タイトル:宿らざる精神 |
作成日:2004年11月10日 |
カテゴリ:[Objection] |
コメント:4 |
http://www.asahi.com/sports/update/1110/138.html(朝日新聞)
日本学生野球協会による高校・大学野球部の不祥事の処分が発表された、ということで。
記事に並んでる罪状一覧を見ると、スポーツをやろうが何をやろうがバカはバカでしかない、という世の理がヒシヒシと感じられることであるよなあ。処分内容のほとんどが傷害/いじめ関連ってあたりに関する、世のスポーツ至上主義道徳教育関係者様の見解をぜひおうかがいしたいもんである。
しかしこれ、まだ『連帯責任』主義なのなー。誰かひとり何かやっちゃったらその所属部まとめてってヤツ。これって抑止に意味あるんかね。今の(昔だってそうかもしれないけど)ガキだったら、何かやらんように、じゃなくてやったことの隠蔽に走ると思うんだがね。
特に問題なのだと思うのがいじめや暴力の類。やっちゃった方はともかく、やられた方がすんげえ言い出しにくいと思うぞ。状況によっちゃ部はもちろんのこと、下手すっと学校に居づらくなるもの。
おそらくそんなこんなで、ひどいことになってたりしても表沙汰にならない事件山ほどあるんだろうな。まあ協会にしてみたらその方が望ましいんだろうけどな。
ほんとうに教育的効果を望むんだったら、あくまで『何かやらかしたヤツ個人が全責任を引っかぶる』事にすべきだと思うんだがなあ。特に今の若いのみたいに損得をシビアに考える連中を教育するんであれば。

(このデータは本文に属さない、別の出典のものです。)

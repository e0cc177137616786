//! Bucket-based tile rendering.
//!
//! Divides the image into tiles (buckets) that can be rendered
//! independently and in parallel using rayon. Each bucket draws from its own
//! random stream, derived from the render seed and the bucket's position in
//! the grid, so the result does not depend on which thread runs it.

use crate::renderer::render_pixel;
use crate::{Camera, RenderConfig, Scene};
use raydium_math::Color;
use rand::RngCore;

/// A rectangular region of the image to render.
///
/// Coordinates are image coordinates: `y` 0 is the top row.
#[derive(Debug, Clone, Copy, PartialEq, Eq)]
pub struct Bucket {
    /// X coordinate of bucket's top-left corner
    pub x: u32,
    /// Y coordinate of bucket's top-left corner
    pub y: u32,
    /// Width of the bucket in pixels
    pub width: u32,
    /// Height of the bucket in pixels
    pub height: u32,
    /// Row-major index of this bucket in the grid
    pub index: usize,
}

impl Bucket {
    /// Create a new bucket.
    pub fn new(x: u32, y: u32, width: u32, height: u32, index: usize) -> Self {
        Self {
            x,
            y,
            width,
            height,
            index,
        }
    }

    /// Get the total number of pixels in this bucket.
    pub fn pixel_count(&self) -> usize {
        self.width as usize * self.height as usize
    }
}

/// Default bucket size in pixels.
pub const DEFAULT_BUCKET_SIZE: u32 = 32;

/// Generate row-major buckets covering an image.
///
/// Buckets on the right and bottom edges are clipped to the image.
pub fn generate_buckets(width: u32, height: u32, bucket_size: u32) -> Vec<Bucket> {
    let mut buckets = Vec::new();
    let mut index = 0;

    let mut y = 0;
    while y < height {
        let mut x = 0;
        while x < width {
            let bw = bucket_size.min(width - x);
            let bh = bucket_size.min(height - y);
            buckets.push(Bucket::new(x, y, bw, bh, index));
            index += 1;
            x += bucket_size;
        }
        y += bucket_size;
    }

    buckets
}

/// Seed for a bucket's private random stream.
pub fn bucket_seed(seed: u64, index: usize) -> u64 {
    // Golden-ratio increment, as in SplitMix64
    seed ^ (index as u64)
        .wrapping_add(1)
        .wrapping_mul(0x9E37_79B9_7F4A_7C15)
}

/// Render a single bucket to a vector of colors.
///
/// Returns pixels in row-major order within the bucket, top row first.
pub fn render_bucket(
    bucket: &Bucket,
    camera: &Camera,
    scene: &Scene,
    config: &RenderConfig,
    rng: &mut dyn RngCore,
) -> Vec<Color> {
    let mut pixels = Vec::with_capacity(bucket.pixel_count());

    for local_y in 0..bucket.height {
        // Camera rows count up from the bottom of the picture
        let row = camera.image_height - 1 - (bucket.y + local_y);
        for local_x in 0..bucket.width {
            let column = bucket.x + local_x;
            pixels.push(render_pixel(camera, scene, column, row, config, rng));
        }
    }

    pixels
}

/// Result of rendering a bucket.
#[derive(Debug, Clone)]
pub struct BucketResult {
    /// The bucket that was rendered
    pub bucket: Bucket,
    /// Pixel colors in row-major order
    pub pixels: Vec<Color>,
}

impl BucketResult {
    /// Create a new bucket result.
    pub fn new(bucket: Bucket, pixels: Vec<Color>) -> Self {
        Self { bucket, pixels }
    }
}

いやしかし、これ何が納得いかんて処罰の原因になってる連中が確実に放校になってるケースだろうなあ。
>▽北海道・深川東商(部員の自動車窃盗、無免許運転事故、9月7日から1カ月)
ここまでダイナミックだと当人、絶対に塀の向こうだからフクロにもできねえしなあ。
ものすごく個人的な見解を言わせてもらうと、学校のこういった運動部に期待されているのは『軍事教練』なんだと思います。
よく運動部が就職活動で重用される理由に「上からの支持を黙々とこなす訓練ができているから」というのがありますが、これは優秀な兵士の条件かつ、実は「理想の若輩者」の姿でもあります。
要するに『年寄りに口ごたえしない若いの』が欲しいんですよ。世の中は。
別に軍隊的なものを全て否定する気はないのですが、こう建前だけが極端に突出しちゃってるとしか見えない状況を見るにつけ、何だかなあ、と思いますね。
なんつーか、日本人ってスポーツを「純粋に」スポーツとして楽しむ、ってことが苦手なんでしょうかね…。
「球界再編問題」でも感じたことなんですが、スポーツをダシにして「何かをしてやろう」と考える輩がどうも多すぎるようで…。
日本人はなにごとにつけ『純粋に楽しむ』てのができない民族だと思いますよ。
今はわかりませんが、昔はテレビゲームやってるとパチンカーの連中から『そんな金にならねえ事やるなんてバカじゃねーの?』みたいなことよく言われました。
遊びに金になるもクソもねえと思うんですが、要するに『何かの実利がある』以外の活動を認めがたい社会なんですよね。
オタ趣味に関する世間の風当たりも、実のところこの「利にならない」部分が大きいと思います。『女にモテる』って実利に繋がらない趣味なんかに何でそこまで血道を上げるのか、と。
そういう意味で日本は「貧しい」社会ですし、たぶん未来永劫「豊か」になることはありえないでしょうね。
何の本で読んだか忘れたんですが、明治になって日本に「近代スポーツ」がもたらされたとき、当時の日本人たちはそれを「武道の代替物」「精神鍛錬の手段」として認識したとか…その辺の勘違いがいまでもまかり通っているのかも。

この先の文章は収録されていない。